■ Assignment ■
Reply only with how many lines in these entries hold the string "else".

■ Data for the task ■
↓↓↓

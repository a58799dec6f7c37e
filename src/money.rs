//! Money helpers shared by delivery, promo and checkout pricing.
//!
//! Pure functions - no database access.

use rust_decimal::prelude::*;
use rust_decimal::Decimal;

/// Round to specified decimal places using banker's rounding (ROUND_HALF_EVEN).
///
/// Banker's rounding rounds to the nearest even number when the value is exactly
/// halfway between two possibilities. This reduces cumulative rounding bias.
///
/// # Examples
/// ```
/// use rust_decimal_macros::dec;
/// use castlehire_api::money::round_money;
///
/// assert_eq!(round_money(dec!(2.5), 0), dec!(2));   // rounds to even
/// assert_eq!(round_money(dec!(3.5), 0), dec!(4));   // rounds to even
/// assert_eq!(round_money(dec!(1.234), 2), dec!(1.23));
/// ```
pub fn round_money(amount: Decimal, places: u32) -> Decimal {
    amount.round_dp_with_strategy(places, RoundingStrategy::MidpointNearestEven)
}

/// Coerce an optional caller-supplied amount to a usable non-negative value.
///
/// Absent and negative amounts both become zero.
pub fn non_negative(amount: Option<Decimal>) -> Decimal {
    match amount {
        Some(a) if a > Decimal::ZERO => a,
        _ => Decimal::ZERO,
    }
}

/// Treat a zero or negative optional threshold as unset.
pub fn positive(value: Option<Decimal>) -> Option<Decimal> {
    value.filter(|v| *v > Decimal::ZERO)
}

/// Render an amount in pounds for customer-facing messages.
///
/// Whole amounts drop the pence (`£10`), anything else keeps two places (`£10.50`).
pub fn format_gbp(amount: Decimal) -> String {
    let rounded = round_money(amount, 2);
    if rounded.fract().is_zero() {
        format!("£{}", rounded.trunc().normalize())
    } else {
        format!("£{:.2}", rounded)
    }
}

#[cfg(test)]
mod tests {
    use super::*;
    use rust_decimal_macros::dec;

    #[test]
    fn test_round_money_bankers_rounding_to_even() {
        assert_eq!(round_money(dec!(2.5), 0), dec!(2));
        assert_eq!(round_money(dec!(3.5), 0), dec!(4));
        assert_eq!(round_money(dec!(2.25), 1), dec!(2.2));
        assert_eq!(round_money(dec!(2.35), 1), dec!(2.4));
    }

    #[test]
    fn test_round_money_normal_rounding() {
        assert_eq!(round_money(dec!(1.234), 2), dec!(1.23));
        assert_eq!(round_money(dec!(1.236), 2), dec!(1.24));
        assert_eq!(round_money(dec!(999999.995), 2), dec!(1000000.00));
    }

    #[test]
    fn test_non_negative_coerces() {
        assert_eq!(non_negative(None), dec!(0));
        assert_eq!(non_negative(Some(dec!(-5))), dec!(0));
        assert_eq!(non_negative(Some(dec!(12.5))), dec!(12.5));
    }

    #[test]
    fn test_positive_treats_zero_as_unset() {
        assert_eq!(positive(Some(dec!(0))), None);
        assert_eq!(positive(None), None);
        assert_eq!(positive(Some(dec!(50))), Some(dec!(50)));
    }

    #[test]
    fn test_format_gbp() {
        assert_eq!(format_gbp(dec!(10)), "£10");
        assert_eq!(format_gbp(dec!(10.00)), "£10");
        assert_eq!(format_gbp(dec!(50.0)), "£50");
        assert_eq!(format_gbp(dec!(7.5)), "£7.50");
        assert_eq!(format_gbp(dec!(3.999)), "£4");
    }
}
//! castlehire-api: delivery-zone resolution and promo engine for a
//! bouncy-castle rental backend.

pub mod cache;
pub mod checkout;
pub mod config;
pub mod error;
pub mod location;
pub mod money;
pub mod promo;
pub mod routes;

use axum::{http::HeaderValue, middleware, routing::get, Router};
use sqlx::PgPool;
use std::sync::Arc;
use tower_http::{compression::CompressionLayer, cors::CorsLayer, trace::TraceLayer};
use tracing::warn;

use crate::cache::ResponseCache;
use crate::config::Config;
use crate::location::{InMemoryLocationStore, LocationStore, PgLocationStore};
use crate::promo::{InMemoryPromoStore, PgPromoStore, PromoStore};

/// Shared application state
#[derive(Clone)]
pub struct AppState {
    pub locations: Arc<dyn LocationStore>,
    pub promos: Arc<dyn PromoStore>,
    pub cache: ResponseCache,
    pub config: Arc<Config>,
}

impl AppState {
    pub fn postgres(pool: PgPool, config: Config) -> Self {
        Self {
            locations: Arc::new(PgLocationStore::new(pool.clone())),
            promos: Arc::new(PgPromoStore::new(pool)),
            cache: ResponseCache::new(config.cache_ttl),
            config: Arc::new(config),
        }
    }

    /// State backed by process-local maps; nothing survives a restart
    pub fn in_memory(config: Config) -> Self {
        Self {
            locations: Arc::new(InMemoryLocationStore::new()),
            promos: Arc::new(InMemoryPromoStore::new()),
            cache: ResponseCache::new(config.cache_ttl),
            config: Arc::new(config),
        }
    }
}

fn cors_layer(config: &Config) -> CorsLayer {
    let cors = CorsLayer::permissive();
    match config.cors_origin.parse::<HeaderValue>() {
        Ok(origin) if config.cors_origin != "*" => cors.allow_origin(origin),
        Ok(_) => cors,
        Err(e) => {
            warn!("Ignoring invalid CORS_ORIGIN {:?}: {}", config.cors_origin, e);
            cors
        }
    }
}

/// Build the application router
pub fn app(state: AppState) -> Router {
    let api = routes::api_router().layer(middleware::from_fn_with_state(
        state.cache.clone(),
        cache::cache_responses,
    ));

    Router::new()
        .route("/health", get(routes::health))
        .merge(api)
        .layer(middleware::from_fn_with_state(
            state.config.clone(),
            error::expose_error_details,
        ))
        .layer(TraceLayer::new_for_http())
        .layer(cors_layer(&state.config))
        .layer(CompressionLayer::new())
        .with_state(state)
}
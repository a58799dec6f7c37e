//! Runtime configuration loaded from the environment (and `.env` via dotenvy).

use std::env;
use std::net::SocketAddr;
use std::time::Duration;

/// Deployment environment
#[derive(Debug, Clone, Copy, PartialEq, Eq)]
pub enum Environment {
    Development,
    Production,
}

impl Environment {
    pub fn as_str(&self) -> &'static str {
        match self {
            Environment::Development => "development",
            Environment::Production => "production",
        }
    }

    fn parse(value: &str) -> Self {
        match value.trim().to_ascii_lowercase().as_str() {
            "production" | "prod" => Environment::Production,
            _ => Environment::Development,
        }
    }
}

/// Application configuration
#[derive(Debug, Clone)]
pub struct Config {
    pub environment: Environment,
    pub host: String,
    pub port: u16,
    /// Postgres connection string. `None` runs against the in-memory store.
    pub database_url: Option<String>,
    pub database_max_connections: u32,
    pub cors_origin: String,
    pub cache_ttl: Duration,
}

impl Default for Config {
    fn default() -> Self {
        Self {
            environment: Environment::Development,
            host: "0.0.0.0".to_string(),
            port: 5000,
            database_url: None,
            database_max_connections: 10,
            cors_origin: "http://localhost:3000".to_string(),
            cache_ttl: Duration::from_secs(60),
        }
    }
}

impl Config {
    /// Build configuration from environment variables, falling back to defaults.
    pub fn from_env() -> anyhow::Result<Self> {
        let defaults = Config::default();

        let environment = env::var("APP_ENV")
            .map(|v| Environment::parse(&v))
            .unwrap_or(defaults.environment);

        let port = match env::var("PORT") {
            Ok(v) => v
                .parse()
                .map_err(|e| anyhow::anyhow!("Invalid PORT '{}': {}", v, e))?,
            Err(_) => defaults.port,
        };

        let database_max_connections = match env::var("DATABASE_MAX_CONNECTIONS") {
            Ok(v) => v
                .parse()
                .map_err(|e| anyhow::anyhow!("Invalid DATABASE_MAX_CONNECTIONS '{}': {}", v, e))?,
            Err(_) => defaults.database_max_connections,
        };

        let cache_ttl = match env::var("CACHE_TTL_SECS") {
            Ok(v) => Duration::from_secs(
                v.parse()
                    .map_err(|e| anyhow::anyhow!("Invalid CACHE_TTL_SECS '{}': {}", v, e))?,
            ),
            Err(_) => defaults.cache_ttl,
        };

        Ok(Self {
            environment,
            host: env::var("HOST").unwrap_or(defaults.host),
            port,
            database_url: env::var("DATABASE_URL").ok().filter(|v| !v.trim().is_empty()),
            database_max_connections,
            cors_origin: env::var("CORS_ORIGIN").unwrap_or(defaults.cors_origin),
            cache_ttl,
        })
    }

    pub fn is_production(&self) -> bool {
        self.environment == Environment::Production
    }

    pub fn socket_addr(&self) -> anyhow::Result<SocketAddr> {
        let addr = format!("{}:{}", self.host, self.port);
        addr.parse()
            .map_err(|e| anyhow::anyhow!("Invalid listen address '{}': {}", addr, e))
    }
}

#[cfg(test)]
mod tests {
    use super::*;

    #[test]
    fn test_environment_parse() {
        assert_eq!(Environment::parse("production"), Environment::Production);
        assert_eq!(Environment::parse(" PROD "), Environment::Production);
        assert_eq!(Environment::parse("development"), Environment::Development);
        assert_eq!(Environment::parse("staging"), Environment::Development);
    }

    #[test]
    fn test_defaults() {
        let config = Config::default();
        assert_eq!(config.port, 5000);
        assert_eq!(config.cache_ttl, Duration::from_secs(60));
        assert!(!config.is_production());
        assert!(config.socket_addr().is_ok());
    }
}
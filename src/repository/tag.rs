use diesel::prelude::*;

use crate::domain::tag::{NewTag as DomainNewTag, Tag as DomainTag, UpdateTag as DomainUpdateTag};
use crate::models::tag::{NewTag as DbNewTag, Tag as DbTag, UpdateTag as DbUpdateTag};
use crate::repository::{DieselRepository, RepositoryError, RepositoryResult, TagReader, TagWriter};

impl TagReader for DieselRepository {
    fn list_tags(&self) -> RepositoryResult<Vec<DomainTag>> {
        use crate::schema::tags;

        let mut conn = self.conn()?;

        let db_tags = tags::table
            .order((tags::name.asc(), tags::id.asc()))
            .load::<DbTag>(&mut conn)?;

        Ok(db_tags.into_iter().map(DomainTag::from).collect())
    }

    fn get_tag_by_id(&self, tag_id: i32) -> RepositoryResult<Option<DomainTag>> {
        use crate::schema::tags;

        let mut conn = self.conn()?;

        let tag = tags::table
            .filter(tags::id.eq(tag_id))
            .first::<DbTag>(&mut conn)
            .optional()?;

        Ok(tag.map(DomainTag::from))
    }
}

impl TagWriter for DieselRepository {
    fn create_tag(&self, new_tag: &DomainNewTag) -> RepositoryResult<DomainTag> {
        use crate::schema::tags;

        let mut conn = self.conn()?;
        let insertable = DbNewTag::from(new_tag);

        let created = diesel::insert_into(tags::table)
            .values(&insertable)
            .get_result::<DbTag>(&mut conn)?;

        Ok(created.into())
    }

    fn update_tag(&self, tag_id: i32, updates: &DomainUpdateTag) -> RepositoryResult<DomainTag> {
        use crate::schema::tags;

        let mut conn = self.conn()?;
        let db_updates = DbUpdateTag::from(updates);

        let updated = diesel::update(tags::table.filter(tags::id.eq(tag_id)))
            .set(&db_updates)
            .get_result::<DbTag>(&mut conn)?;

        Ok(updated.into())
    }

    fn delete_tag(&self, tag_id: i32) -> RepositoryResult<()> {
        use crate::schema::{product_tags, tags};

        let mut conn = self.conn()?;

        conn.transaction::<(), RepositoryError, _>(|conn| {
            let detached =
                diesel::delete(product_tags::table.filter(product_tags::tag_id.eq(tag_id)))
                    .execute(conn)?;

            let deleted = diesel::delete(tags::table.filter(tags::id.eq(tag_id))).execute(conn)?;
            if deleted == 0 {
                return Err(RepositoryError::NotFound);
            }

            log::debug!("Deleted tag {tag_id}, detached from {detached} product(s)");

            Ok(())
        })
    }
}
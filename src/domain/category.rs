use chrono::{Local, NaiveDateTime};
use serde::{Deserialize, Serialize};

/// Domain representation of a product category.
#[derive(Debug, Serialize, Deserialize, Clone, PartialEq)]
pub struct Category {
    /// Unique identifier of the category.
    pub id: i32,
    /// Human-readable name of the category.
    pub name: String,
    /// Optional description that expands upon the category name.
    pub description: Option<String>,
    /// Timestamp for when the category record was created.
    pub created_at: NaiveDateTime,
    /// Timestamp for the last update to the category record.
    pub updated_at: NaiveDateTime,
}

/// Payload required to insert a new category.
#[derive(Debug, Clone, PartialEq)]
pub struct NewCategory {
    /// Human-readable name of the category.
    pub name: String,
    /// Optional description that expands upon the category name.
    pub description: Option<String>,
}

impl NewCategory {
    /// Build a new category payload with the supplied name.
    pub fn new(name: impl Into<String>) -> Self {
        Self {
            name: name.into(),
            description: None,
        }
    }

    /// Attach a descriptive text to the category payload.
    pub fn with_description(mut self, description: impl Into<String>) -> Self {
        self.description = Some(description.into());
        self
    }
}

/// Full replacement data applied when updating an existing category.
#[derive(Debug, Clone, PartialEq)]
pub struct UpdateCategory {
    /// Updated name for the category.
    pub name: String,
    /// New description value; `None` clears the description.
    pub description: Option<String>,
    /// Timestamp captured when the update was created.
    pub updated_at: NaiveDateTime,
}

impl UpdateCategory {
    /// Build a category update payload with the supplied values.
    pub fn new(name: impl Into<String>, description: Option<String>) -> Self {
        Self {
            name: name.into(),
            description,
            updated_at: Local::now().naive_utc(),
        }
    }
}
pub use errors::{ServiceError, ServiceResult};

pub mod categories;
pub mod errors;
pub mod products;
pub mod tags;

↑↑↑

■ Written solution ■
2